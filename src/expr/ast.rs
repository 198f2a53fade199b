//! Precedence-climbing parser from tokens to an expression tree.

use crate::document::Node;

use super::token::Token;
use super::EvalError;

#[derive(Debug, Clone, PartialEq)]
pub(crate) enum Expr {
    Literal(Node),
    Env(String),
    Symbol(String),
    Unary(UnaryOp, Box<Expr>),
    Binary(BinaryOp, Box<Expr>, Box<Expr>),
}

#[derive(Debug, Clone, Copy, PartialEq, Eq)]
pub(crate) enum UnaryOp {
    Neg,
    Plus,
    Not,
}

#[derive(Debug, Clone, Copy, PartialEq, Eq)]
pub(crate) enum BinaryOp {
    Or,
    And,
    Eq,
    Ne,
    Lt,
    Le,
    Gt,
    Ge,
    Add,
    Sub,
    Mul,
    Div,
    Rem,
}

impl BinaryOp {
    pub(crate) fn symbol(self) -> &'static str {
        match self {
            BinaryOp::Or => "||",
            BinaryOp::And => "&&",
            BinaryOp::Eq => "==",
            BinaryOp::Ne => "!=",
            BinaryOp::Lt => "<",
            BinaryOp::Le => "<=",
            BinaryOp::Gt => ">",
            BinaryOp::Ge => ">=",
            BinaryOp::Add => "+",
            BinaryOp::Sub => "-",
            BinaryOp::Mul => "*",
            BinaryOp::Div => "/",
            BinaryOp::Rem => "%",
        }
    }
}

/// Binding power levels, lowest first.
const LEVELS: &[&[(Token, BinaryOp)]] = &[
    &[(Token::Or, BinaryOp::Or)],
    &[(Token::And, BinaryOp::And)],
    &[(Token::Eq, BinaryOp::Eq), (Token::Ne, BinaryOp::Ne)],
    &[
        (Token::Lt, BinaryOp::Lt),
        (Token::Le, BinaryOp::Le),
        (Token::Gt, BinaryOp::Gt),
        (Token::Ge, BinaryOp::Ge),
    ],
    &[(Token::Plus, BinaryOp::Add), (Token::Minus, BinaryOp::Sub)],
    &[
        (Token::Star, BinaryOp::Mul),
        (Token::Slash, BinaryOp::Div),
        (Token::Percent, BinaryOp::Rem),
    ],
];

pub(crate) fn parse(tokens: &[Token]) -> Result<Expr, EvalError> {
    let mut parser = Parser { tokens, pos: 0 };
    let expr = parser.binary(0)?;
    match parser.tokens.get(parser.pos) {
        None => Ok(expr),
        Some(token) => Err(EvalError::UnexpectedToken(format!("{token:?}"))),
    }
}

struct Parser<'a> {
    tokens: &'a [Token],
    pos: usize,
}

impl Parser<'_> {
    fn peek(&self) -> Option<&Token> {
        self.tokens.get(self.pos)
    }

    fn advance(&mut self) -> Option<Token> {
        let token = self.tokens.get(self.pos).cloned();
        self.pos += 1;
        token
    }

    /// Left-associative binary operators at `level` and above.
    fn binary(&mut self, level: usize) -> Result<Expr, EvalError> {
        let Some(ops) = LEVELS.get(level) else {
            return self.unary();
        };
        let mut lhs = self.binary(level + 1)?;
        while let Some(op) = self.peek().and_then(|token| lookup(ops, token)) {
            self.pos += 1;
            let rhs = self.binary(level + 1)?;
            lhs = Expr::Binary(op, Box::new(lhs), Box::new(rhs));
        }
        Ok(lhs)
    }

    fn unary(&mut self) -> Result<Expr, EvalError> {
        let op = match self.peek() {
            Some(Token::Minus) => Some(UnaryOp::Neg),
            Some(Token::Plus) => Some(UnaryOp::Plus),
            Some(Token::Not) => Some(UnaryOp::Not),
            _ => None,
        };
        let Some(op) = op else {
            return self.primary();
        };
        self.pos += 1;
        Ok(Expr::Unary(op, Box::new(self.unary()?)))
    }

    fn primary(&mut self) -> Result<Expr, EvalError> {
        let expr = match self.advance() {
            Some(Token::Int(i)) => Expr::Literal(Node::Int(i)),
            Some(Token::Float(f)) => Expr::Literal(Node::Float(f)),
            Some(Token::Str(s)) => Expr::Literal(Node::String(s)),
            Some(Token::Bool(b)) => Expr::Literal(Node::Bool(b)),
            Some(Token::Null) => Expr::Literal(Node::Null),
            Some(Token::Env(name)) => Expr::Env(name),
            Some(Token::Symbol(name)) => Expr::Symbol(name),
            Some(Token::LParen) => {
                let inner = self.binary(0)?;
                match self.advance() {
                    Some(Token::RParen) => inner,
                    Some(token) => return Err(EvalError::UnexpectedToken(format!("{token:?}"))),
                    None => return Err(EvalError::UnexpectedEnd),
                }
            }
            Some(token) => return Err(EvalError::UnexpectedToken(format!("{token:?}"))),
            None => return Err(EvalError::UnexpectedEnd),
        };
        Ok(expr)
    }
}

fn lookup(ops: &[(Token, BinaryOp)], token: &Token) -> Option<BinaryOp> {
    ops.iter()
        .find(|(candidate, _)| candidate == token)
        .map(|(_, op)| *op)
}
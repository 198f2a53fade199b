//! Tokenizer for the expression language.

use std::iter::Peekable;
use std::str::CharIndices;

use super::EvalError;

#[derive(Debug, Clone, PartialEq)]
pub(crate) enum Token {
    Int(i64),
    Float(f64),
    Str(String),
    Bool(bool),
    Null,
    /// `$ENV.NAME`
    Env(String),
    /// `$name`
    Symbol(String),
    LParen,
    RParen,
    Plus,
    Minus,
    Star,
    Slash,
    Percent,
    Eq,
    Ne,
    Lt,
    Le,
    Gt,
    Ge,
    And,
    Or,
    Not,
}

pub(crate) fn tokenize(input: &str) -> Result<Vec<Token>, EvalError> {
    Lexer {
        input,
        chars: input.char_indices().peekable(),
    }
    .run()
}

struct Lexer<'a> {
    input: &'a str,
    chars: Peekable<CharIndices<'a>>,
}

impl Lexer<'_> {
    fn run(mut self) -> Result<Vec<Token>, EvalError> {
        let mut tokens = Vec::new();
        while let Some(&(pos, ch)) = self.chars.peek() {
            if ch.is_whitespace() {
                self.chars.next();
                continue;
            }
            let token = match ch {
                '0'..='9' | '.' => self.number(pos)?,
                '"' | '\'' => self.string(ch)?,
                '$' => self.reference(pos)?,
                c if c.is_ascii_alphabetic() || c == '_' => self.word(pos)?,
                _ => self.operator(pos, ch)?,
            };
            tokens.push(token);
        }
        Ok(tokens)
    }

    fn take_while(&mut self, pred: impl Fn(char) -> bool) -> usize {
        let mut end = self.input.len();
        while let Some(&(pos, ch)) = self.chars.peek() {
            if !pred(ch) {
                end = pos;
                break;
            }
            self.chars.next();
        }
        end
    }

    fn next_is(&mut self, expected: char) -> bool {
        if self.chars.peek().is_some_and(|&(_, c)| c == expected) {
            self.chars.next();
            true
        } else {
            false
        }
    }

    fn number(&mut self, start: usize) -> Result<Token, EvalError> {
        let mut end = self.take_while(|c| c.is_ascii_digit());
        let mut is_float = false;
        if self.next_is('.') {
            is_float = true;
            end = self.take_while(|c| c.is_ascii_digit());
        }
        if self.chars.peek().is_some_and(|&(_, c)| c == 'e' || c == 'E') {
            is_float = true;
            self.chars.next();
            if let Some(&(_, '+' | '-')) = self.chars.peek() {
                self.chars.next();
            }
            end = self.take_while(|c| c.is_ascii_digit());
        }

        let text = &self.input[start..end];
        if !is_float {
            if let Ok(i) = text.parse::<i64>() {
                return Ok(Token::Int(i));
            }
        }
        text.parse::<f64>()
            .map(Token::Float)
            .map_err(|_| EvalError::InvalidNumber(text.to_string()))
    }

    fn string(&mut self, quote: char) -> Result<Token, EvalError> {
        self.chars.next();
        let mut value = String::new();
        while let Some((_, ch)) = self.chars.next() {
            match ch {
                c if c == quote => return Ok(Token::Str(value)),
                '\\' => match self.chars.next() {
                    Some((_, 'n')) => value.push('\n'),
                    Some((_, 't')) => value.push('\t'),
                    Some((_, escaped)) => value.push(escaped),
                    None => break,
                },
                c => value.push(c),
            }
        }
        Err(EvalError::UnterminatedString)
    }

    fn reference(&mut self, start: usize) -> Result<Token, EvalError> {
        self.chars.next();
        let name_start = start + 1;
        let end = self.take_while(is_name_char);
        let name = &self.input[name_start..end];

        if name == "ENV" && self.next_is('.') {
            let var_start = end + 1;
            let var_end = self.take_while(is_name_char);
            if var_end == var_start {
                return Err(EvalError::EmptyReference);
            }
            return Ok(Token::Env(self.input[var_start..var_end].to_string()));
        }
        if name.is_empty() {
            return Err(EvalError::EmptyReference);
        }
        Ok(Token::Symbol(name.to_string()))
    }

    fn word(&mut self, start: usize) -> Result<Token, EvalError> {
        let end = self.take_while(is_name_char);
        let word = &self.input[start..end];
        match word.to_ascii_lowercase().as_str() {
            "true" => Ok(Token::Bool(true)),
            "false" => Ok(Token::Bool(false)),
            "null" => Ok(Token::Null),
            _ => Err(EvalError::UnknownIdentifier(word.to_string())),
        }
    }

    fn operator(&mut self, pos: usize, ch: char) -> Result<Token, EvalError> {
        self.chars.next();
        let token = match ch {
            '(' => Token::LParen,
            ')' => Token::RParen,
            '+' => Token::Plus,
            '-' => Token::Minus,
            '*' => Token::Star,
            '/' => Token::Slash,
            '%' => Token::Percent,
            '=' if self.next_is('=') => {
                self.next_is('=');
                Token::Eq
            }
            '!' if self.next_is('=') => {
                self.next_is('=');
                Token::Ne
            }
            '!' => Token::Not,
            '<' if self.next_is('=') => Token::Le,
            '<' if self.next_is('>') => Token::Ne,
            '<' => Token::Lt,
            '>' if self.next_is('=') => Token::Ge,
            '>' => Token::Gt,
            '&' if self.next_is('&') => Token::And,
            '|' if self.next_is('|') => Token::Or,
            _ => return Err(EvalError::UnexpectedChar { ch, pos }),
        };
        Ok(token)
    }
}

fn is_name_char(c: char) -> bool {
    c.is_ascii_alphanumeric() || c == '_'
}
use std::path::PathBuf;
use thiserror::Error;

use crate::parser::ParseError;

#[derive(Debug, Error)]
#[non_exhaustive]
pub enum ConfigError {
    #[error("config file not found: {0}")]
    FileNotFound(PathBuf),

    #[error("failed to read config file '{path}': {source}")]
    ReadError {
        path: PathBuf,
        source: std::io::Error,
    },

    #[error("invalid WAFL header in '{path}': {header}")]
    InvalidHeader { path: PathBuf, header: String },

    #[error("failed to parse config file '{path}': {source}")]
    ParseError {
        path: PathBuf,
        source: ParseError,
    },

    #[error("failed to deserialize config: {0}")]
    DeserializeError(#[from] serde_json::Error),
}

→ Aim of the task: Among the lines of the material above, find those with the word "CharIndices". Copy each one.

→ Task solution:
use std::str::CharIndices;
    chars: Peekable<CharIndices<'a>>,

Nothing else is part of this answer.